17 July 2007

Food Researcher Awarded Congressional Gold Medal

Norman Borlaug credited with saving millions of lives

 
Enlarge Photo
President Bush and Norman Bourlag
President Bush congratulates Dr. Norman Borlaug during a Congressional Gold Medal ceremony July 17 in Washington. (White House photo)

Washington -- Pioneering U.S. agricultural researcher and Nobel Peace Prize laureate Norman Borlaug received the Congressional Gold Medal for his lifetime of work tackling world hunger.

President Bush and Speaker of the House of Representatives Nancy Pelosi presented Borlaug with the award -- the United States' highest civilian honor -- at a July 17 ceremony at the U.S. Capitol.

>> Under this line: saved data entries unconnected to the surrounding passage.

//! Keyword aggregation across providers.

use std::collections::BTreeMap;
use std::fmt;
use std::sync::Arc;

use keyword_primitives::{Arguments, Error, KeywordResult, Result, Value};
use tracing::{debug, info};

use crate::callable::Callable;
use crate::library::Library;
use crate::provider::{InstanceProvider, Provider};

/// A registered keyword: bound callable plus the provider it came from.
#[derive(Clone, Debug)]
pub struct Keyword {
    name: String,
    callable: Callable,
    provider: String,
}

impl Keyword {
    /// Registered keyword name.
    #[must_use]
    pub fn name(&self) -> &str {
        &self.name
    }

    /// The bound callable.
    #[must_use]
    pub fn callable(&self) -> &Callable {
        &self.callable
    }

    /// Name of the provider that supplied the keyword.
    #[must_use]
    pub fn provider(&self) -> &str {
        &self.provider
    }

    /// Tags from the keyword's exposure metadata.
    #[must_use]
    pub fn tags(&self) -> &[String] {
        self.callable.tags()
    }

    /// Invokes the keyword.
    ///
    /// # Errors
    ///
    /// Returns whatever the keyword implementation returns.
    pub fn call(&self, arguments: Arguments) -> KeywordResult<Value> {
        self.callable.call(arguments)
    }
}

/// Registry of keywords gathered from providers and from its owner.
///
/// The mapping is built once in [`HybridCore::new`] and never changes.
pub struct HybridCore<L>
where
    L: Library,
{
    owner: Arc<L>,
    own: InstanceProvider,
    keywords: BTreeMap<String, Keyword>,
}

impl<L> HybridCore<L>
where
    L: Library,
{
    /// Builds the registry for `owner` from `providers`.
    ///
    /// Providers are scanned in order and later ones win name collisions. The
    /// owner is scanned last, so its own keywords override any provider's.
    ///
    /// # Errors
    ///
    /// Returns [`Error::TypeKind`] or [`Error::LegacyInstance`] when a provider,
    /// or the owner, has an unsupported shape.
    pub fn new<I>(owner: L, providers: I) -> Result<Self>
    where
        I: IntoIterator<Item = Provider>,
    {
        Self::from_shared(Arc::new(owner), providers)
    }

    /// Builds the registry for an already shared owner.
    ///
    /// # Errors
    ///
    /// See [`HybridCore::new`].
    pub fn from_shared<I>(owner: Arc<L>, providers: I) -> Result<Self>
    where
        I: IntoIterator<Item = Provider>,
    {
        let mut keywords = BTreeMap::new();
        for provider in providers {
            find_keywords(&provider, &mut keywords)?;
        }

        let own = InstanceProvider::new(Arc::clone(&owner));
        find_keywords(&Provider::Instance(own.clone()), &mut keywords)?;

        info!(
            owner = own.declared_type_name(),
            keywords = keywords.len(),
            "keyword registry built"
        );

        Ok(Self {
            owner,
            own,
            keywords,
        })
    }

    /// The library instance the registry was built for.
    #[must_use]
    pub fn owner(&self) -> &Arc<L> {
        &self.owner
    }

    /// Registered keyword names, sorted and unique.
    #[must_use]
    pub fn keyword_names(&self) -> Vec<String> {
        self.keywords.keys().cloned().collect()
    }

    /// Iterates over the registered keywords in name order.
    pub fn keywords(&self) -> impl Iterator<Item = &Keyword> {
        self.keywords.values()
    }

    /// Looks up a keyword by name.
    #[must_use]
    pub fn resolve(&self, name: &str) -> Option<&Keyword> {
        self.keywords.get(name)
    }

    /// Looks up a keyword, failing like a missing attribute.
    ///
    /// # Errors
    ///
    /// Returns [`Error::AttributeNotFound`] naming `name` and the owner type.
    pub fn attribute(&self, name: &str) -> Result<&Keyword> {
        self.resolve(name).ok_or_else(|| Error::AttributeNotFound {
            name: name.to_owned(),
            owner: self.owner_type_name().to_owned(),
        })
    }

    /// Owner member names together with every keyword name, sorted and unique.
    #[must_use]
    pub fn dir(&self) -> Vec<String> {
        let mut names = self.own.member_names();
        names.extend(self.keywords.keys().cloned());
        names.sort();
        names.dedup();
        names
    }

    /// Number of registered keywords.
    #[must_use]
    pub fn len(&self) -> usize {
        self.keywords.len()
    }

    /// Returns `true` when no keyword is registered.
    #[must_use]
    pub fn is_empty(&self) -> bool {
        self.keywords.is_empty()
    }

    /// Type name of the owner.
    #[must_use]
    pub fn owner_type_name(&self) -> &'static str {
        self.own.declared_type_name()
    }

    pub(crate) fn own(&self) -> &InstanceProvider {
        &self.own
    }
}

impl<L> fmt::Debug for HybridCore<L>
where
    L: Library,
{
    fn fmt(&self, f: &mut fmt::Formatter<'_>) -> fmt::Result {
        f.debug_struct("HybridCore")
            .field("owner", &self.owner_type_name())
            .field("keywords", &self.keywords.keys().collect::<Vec<_>>())
            .finish()
    }
}

fn find_keywords(provider: &Provider, keywords: &mut BTreeMap<String, Keyword>) -> Result<()> {
    debug!(provider = provider.name(), "scanning provider for keywords");
    for member in provider.members()? {
        let Some((name, callable)) = member.keyword() else {
            continue;
        };
        let keyword = Keyword {
            name: name.to_owned(),
            callable: callable.clone(),
            provider: provider.name().to_owned(),
        };
        if let Some(previous) = keywords.insert(keyword.name.clone(), keyword) {
            debug!(
                keyword = previous.name(),
                previous = previous.provider(),
                provider = provider.name(),
                "keyword overridden"
            );
        } else {
            debug!(keyword = name, provider = provider.name(), "keyword registered");
        }
    }
    Ok(())
}
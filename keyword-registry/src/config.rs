//! Configuration for dynamic keyword cores.

/// Options applied when a [`DynamicCore`](crate::DynamicCore) is built.
#[derive(Debug, Clone, Copy, Default, PartialEq, Eq)]
pub struct CoreConfig {
    tags_supported: bool,
}

impl CoreConfig {
    /// Creates the default configuration.
    #[must_use]
    pub const fn new() -> Self {
        Self {
            tags_supported: false,
        }
    }

    /// Declares up front that the host queries tags separately, so tags are
    /// never appended to documentation.
    #[must_use]
    pub const fn with_tags_supported(mut self, supported: bool) -> Self {
        self.tags_supported = supported;
        self
    }

    /// Initial value of the tag-support flag.
    #[must_use]
    pub const fn tags_supported(self) -> bool {
        self.tags_supported
    }
}
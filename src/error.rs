//! Error types for guildwatch

use thiserror::Error;

/// Result type alias for guildwatch operations
pub type Result<T> = std::result::Result<T, Error>;

/// Top-level error type for the application.
///
/// JSON parse failures surface as `ApiError::InvalidResponse` and
/// filesystem failures as `StoreError::Io`; nothing else escapes those two
/// domains.
#[derive(Debug, Error)]
pub enum Error {
    #[error(transparent)]
    Api(#[from] ApiError),

    #[error(transparent)]
    Store(#[from] StoreError),
}

/// Remote API errors.
///
/// Business-level absence (player has no guild, no SkyBlock profiles) is not
/// an error; those paths return `Ok(None)` from the client.
#[derive(Debug, Error)]
pub enum ApiError {
    #[error("Network error: {0}")]
    Network(String),

    #[error("Remote API returned status {0}")]
    Status(reqwest::StatusCode),

    #[error("Remote API rejected the request: {0}")]
    Rejected(String),

    #[error("Invalid API response: {0}")]
    InvalidResponse(String),
}

impl From<reqwest::Error> for ApiError {
    fn from(err: reqwest::Error) -> Self {
        if err.is_timeout() {
            ApiError::Network("Request timed out".to_string())
        } else if err.is_connect() {
            ApiError::Network("Failed to connect to API".to_string())
        } else {
            ApiError::Network(err.to_string())
        }
    }
}

/// Persistence errors
#[derive(Debug, Error)]
pub enum StoreError {
    #[error("Database error: {0}")]
    Sqlite(#[from] rusqlite::Error),

    #[error("I/O error: {0}")]
    Io(String),
}
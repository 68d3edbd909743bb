//! Scan orchestration: TTL decisions and fetch-and-reconcile execution.
//!
//! The decision half runs on the request path; the execution half runs
//! inside the queue worker, one scan at a time.

use std::sync::Arc;

use async_trait::async_trait;
use chrono::Utc;
use log::info;

use crate::client::HypixelApi;
use crate::error::Result;
use crate::metrics::{self, RollingCounters};
use crate::queue::{ScanTask, TaskKind, TaskRunner};
use crate::store::{GuildStore, Membership};

/// What the orchestrator decided for an inbound player request.
#[derive(Debug, Clone, PartialEq, Eq)]
pub enum ScanDecision {
    /// Never seen before; placeholder row inserted, scan warranted.
    NewPlayer,
    /// Known member with a stale scan; guild rescan warranted.
    QueueGuildScan { guild_id: String },
    /// Known unguilded player with a stale scan; rescan warranted.
    QueuePlayerScan,
    /// Member scanned within the TTL; nothing to do.
    GuildFresh,
    /// Unguilded player scanned within the TTL; nothing to do.
    PlayerFresh,
}

impl ScanDecision {
    pub fn needs_scan(&self) -> bool {
        matches!(
            self,
            Self::NewPlayer | Self::QueueGuildScan { .. } | Self::QueuePlayerScan
        )
    }
}

/// Strip hyphens and lowercase a player uuid. Returns None when nothing
/// usable remains.
pub fn normalize_uuid(raw: &str) -> Option<String> {
    let normalized: String = raw
        .trim()
        .chars()
        .filter(|c| *c != '-')
        .collect::<String>()
        .to_lowercase();
    if normalized.is_empty() {
        None
    } else {
        Some(normalized)
    }
}

pub struct Scanner {
    store: Arc<GuildStore>,
    client: Arc<dyn HypixelApi>,
    counters: Arc<RollingCounters>,
    scan_ttl_secs: i64,
}

impl Scanner {
    pub fn new(
        store: Arc<GuildStore>,
        client: Arc<dyn HypixelApi>,
        counters: Arc<RollingCounters>,
        scan_ttl_secs: u64,
    ) -> Self {
        Self {
            store,
            client,
            counters,
            scan_ttl_secs: scan_ttl_secs as i64,
        }
    }

    /// TTL state machine for an inbound request.
    ///
    /// Inserts the placeholder row for never-seen players; actually queueing
    /// the scan is the caller's move. Cached state is never mutated here
    /// beyond that placeholder.
    pub fn decide(&self, uuid: &str) -> Result<ScanDecision> {
        self.counters.record(metrics::STORE_READS);
        let now = Utc::now().timestamp();

        match self.store.membership(uuid)? {
            Membership::Unknown => {
                self.store.insert_placeholder(uuid)?;
                self.counters.record(metrics::CACHE_WRITES);
                Ok(ScanDecision::NewPlayer)
            }
            Membership::Guilded {
                guild_id,
                last_scan,
            } => {
                if self.is_stale(now, last_scan) {
                    Ok(ScanDecision::QueueGuildScan { guild_id })
                } else {
                    Ok(ScanDecision::GuildFresh)
                }
            }
            Membership::Unguilded { last_scan } => {
                if self.is_stale(now, last_scan) {
                    Ok(ScanDecision::QueuePlayerScan)
                } else {
                    Ok(ScanDecision::PlayerFresh)
                }
            }
        }
    }

    /// last_scan = 0 is the "never scanned" sentinel and is always stale.
    fn is_stale(&self, now: i64, last_scan: i64) -> bool {
        last_scan == 0 || now - last_scan > self.scan_ttl_secs
    }

    async fn run_guild_scan(&self, uuid: &str) -> Result<()> {
        let fetched = self.client.fetch_guild(uuid).await?;
        let now = Utc::now().timestamp();

        match fetched {
            Some(mut guild) => {
                for entry in &mut guild.members {
                    if let Some(normalized) = normalize_uuid(&entry.uuid) {
                        entry.uuid = normalized;
                    }
                }

                let outcome = self.store.apply_guild_scan(uuid, &guild, now)?;
                self.counters.record(metrics::CACHE_WRITES);
                if outcome.guild_added {
                    self.counters.record(metrics::GUILDS_ADDED);
                    info!(
                        "Tracking new guild {} ({}) with {} members",
                        guild.name, guild.id, outcome.members_upserted
                    );
                }
            }
            None => {
                // Confirmed guildless. The upsert keeps any known name.
                self.store.apply_unguilded_scan(uuid, None, now)?;
                self.counters.record(metrics::CACHE_WRITES);
            }
        }
        Ok(())
    }

    async fn run_level_refresh(&self, uuid: &str) -> Result<()> {
        // The player may have left since the sweep selected them.
        let Some(guild_id) = self.store.member_guild(uuid)? else {
            return Ok(());
        };

        let level = self.client.fetch_skyblock_level(uuid).await?;
        let now = Utc::now().timestamp();

        // An absent reading still gets a fresh timestamp so the sweep does
        // not re-pick this member immediately.
        self.store.set_member_level(uuid, level, now)?;
        self.counters.record(metrics::CACHE_WRITES);
        self.store.recompute_guild_avg(&guild_id)?;
        Ok(())
    }
}

#[async_trait]
impl TaskRunner for Scanner {
    async fn run(&self, task: &ScanTask) -> Result<()> {
        match task.kind {
            TaskKind::Guild => self.run_guild_scan(&task.uuid).await,
            TaskKind::Level => self.run_level_refresh(&task.uuid).await,
        }
    }
}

Borlaug is credited with saving more than 1 billion people from famine and starvation around the world. His advancements in crop production helped him become known as the "father of the green revolution" in the 1960s and 1970s, called "the greatest period of food production in human history," according to the Iowa-based World Food Prize Federation.

"The Congressional Gold Medal is a remarkable tribute to Dr. Borlaug's legacy of feeding the world," said Kenneth Quinn, World Food Prize president.

Borlaug "has long understood that one of the greatest threats to global progress is the torment of human hunger," Bush said at the ceremony, adding the scientist has proved "that one human being can change the world."

The scientist, who received his Nobel Peace Prize in 1970, remains the only person to receive the honor for working in agriculture, Representative Tom Latham said in December 2006 after nominating Borlaug for the award.

In 1986 Borlaug founded the World Food Prize, which recognizes achievements to increase the quality, quantity and availability of food in the world. The annual award is often referred to as the "Nobel Prize of food and agriculture."

Borlaug has served as director of the Wheat Research and Production Program at the International Maize and Wheat Improvement Center in Mexico and currently serves as a distinguished professor of international agriculture at Texas A&M University and as president of the Sasakawa Africa Association. The research group promotes the use of modern agricultural technologies that increase the productivity and incomes of poor small farmers in Africa.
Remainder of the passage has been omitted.